Description of the task: Beginning with the first line, please repeat the entries exactly and end on the line that contains "info, warn, error)".

The data:
________

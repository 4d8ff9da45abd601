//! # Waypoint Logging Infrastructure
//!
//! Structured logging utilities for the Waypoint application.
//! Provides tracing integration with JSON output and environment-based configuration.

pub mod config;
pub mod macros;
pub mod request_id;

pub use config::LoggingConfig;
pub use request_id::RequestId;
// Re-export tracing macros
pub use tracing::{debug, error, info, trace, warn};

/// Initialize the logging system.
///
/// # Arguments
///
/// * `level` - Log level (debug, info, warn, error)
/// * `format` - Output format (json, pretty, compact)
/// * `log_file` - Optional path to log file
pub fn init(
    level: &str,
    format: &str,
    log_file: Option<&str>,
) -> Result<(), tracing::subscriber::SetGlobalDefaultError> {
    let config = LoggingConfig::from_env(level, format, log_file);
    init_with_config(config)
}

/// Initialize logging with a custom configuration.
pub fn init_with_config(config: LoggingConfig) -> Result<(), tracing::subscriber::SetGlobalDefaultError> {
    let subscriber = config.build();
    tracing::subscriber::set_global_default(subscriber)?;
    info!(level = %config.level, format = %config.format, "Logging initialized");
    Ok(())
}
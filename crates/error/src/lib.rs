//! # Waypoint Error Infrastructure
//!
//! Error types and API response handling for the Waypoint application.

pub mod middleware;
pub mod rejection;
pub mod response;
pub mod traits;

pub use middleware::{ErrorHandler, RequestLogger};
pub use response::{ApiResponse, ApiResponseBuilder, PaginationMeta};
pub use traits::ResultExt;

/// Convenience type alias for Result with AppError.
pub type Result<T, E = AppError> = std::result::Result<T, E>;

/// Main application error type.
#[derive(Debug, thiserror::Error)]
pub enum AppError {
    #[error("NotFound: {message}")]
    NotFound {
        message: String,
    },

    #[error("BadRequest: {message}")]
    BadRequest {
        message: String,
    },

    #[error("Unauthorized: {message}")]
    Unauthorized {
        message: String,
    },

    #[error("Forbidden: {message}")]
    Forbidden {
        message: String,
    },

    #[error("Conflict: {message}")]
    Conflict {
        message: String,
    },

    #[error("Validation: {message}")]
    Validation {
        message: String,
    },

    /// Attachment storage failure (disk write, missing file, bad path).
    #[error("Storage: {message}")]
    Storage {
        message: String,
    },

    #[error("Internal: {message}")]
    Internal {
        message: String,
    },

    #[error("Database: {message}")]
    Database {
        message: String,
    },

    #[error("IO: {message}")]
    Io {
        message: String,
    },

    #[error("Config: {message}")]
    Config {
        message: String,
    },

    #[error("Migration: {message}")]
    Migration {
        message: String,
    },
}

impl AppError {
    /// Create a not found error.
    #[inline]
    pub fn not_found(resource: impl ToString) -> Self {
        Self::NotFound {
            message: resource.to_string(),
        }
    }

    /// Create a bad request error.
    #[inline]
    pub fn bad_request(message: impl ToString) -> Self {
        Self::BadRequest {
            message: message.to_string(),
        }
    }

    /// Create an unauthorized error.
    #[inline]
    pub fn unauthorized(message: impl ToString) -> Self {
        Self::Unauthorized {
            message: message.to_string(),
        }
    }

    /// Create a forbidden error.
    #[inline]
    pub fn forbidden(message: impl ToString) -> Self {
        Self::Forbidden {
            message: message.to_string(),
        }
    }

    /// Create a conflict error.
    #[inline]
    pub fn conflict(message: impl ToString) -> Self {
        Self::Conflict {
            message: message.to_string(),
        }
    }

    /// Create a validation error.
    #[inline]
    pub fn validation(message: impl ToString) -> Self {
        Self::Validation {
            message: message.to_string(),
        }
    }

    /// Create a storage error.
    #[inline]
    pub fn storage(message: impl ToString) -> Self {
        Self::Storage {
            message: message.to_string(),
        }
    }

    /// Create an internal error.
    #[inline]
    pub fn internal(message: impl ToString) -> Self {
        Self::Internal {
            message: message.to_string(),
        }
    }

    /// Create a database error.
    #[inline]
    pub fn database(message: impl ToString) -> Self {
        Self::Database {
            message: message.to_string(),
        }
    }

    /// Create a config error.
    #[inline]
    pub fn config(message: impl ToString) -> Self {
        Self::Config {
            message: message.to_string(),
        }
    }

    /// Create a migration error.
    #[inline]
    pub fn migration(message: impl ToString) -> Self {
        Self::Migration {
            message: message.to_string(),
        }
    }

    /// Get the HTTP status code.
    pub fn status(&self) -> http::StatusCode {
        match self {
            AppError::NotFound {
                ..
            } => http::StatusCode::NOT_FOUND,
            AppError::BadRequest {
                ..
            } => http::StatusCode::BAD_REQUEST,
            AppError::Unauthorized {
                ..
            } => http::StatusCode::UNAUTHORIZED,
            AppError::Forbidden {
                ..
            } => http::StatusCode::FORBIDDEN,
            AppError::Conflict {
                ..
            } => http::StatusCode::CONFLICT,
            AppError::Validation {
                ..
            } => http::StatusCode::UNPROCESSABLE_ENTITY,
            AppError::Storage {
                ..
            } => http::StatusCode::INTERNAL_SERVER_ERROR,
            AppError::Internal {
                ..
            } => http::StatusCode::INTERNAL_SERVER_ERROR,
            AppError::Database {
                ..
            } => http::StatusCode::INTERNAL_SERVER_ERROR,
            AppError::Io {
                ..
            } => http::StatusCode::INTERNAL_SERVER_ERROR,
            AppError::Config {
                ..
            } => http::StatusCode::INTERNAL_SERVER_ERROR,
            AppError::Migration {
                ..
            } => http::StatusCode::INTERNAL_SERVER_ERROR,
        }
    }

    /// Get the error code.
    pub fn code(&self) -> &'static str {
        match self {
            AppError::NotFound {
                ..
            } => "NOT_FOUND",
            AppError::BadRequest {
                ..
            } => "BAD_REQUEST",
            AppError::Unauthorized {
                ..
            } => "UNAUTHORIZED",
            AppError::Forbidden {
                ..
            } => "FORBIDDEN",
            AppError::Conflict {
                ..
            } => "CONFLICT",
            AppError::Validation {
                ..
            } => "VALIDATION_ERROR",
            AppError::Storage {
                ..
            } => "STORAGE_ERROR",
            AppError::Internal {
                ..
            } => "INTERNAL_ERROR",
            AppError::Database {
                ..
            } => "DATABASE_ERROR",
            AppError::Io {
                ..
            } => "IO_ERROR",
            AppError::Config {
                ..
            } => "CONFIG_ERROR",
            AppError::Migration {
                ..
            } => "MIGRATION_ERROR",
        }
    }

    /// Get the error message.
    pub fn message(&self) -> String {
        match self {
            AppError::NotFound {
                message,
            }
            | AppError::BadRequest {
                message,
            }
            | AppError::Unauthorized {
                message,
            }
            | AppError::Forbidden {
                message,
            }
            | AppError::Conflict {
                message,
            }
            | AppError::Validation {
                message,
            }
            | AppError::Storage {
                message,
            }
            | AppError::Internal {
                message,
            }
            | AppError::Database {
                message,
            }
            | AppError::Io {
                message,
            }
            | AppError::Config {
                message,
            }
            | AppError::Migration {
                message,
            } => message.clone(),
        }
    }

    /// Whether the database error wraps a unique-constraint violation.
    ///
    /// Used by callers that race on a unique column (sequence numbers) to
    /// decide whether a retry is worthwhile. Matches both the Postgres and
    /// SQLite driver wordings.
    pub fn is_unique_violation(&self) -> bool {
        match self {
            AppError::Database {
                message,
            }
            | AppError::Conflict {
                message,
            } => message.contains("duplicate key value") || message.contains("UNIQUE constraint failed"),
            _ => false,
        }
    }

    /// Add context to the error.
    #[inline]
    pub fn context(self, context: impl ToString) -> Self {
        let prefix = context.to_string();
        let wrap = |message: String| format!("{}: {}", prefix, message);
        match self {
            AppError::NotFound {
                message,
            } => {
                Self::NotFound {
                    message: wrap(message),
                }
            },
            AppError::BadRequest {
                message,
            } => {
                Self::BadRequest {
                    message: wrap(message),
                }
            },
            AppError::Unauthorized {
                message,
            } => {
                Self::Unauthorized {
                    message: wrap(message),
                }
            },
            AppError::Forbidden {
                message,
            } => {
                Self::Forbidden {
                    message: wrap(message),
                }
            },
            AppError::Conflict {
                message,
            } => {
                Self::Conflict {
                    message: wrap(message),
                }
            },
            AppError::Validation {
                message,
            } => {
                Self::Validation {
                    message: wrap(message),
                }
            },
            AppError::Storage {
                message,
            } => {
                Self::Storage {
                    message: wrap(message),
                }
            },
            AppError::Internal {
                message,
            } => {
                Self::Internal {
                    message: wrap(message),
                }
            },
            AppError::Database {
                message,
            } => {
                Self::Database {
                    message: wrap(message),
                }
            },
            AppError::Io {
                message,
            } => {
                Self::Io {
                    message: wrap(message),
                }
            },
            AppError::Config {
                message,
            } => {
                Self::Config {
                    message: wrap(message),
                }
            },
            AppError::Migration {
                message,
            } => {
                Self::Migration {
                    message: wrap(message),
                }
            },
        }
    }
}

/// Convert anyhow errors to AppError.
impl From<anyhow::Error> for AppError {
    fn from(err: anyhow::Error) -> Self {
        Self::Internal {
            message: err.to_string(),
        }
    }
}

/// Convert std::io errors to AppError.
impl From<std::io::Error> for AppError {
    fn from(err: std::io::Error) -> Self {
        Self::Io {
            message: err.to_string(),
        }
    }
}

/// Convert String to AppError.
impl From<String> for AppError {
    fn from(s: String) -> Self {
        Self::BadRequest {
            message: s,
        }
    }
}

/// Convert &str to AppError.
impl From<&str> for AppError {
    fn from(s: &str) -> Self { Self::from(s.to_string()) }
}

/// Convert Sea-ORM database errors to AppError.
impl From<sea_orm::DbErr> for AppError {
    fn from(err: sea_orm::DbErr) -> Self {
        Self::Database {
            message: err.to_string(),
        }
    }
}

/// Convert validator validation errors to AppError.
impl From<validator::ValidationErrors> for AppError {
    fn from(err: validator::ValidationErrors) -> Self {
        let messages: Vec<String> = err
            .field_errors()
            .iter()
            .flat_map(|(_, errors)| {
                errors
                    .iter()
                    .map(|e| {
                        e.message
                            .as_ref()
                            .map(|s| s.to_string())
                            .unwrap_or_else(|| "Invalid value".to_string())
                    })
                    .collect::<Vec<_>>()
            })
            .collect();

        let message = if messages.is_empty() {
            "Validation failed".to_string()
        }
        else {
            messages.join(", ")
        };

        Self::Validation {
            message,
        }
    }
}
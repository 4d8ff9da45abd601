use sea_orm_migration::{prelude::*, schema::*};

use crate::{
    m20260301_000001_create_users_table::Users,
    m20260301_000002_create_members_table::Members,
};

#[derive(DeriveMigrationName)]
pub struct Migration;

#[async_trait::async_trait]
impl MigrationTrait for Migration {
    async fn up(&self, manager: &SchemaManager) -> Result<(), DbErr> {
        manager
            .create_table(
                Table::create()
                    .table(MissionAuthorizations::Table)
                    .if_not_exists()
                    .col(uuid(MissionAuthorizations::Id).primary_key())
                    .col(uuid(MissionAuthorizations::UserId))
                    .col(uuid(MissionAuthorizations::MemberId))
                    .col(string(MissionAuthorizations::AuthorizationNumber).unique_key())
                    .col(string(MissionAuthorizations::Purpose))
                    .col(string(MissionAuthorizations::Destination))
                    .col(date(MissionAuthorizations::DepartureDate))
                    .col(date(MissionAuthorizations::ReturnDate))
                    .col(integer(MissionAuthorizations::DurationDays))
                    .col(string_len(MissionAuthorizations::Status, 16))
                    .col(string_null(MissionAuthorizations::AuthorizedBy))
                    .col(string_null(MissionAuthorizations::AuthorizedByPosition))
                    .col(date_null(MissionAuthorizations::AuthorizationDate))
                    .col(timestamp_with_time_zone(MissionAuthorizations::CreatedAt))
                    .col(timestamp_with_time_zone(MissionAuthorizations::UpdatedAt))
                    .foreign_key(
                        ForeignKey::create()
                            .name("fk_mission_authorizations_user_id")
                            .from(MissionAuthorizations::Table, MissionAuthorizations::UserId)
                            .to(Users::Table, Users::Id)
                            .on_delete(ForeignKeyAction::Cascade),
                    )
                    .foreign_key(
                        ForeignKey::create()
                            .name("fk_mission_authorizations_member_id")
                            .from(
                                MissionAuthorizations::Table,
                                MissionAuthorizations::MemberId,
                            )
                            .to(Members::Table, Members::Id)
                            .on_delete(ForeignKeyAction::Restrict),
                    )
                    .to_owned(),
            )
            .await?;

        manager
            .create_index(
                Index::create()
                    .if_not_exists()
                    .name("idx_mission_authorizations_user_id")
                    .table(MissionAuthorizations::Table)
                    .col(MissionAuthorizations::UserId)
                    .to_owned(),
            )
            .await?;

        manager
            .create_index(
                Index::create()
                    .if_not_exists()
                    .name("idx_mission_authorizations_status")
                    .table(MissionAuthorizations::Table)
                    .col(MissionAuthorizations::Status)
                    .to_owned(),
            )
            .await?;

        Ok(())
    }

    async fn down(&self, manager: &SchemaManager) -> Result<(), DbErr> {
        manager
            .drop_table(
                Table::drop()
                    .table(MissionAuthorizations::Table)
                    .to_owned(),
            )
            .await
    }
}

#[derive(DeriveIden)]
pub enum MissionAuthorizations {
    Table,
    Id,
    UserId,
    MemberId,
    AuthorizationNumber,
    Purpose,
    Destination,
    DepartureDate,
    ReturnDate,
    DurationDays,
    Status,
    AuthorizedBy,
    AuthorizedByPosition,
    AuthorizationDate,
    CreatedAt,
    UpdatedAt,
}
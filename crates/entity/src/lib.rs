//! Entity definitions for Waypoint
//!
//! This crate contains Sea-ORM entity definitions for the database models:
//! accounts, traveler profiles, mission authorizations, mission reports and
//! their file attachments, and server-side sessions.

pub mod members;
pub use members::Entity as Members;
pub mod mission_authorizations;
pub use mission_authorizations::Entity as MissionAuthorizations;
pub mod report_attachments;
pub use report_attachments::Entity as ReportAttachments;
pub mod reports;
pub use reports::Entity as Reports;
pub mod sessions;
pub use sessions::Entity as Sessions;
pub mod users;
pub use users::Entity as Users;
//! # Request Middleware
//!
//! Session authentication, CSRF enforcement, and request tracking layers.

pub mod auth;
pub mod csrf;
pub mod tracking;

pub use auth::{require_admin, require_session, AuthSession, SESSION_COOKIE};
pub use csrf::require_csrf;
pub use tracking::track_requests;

________

Result of this exercise:
repository 4d8ff9da45abd601
//! # Waypoint Logging Infrastructure
//!
//! Structured logging utilities for the Waypoint application.
//! Provides tracing integration with JSON output and environment-based configuration.

pub mod config;
pub mod macros;
pub mod request_id;

pub use config::LoggingConfig;
pub use request_id::RequestId;
// Re-export tracing macros
pub use tracing::{debug, error, info, trace, warn};

/// Initialize the logging system.
///
/// # Arguments
///
/// * `level` - Log level (debug, info, warn, error)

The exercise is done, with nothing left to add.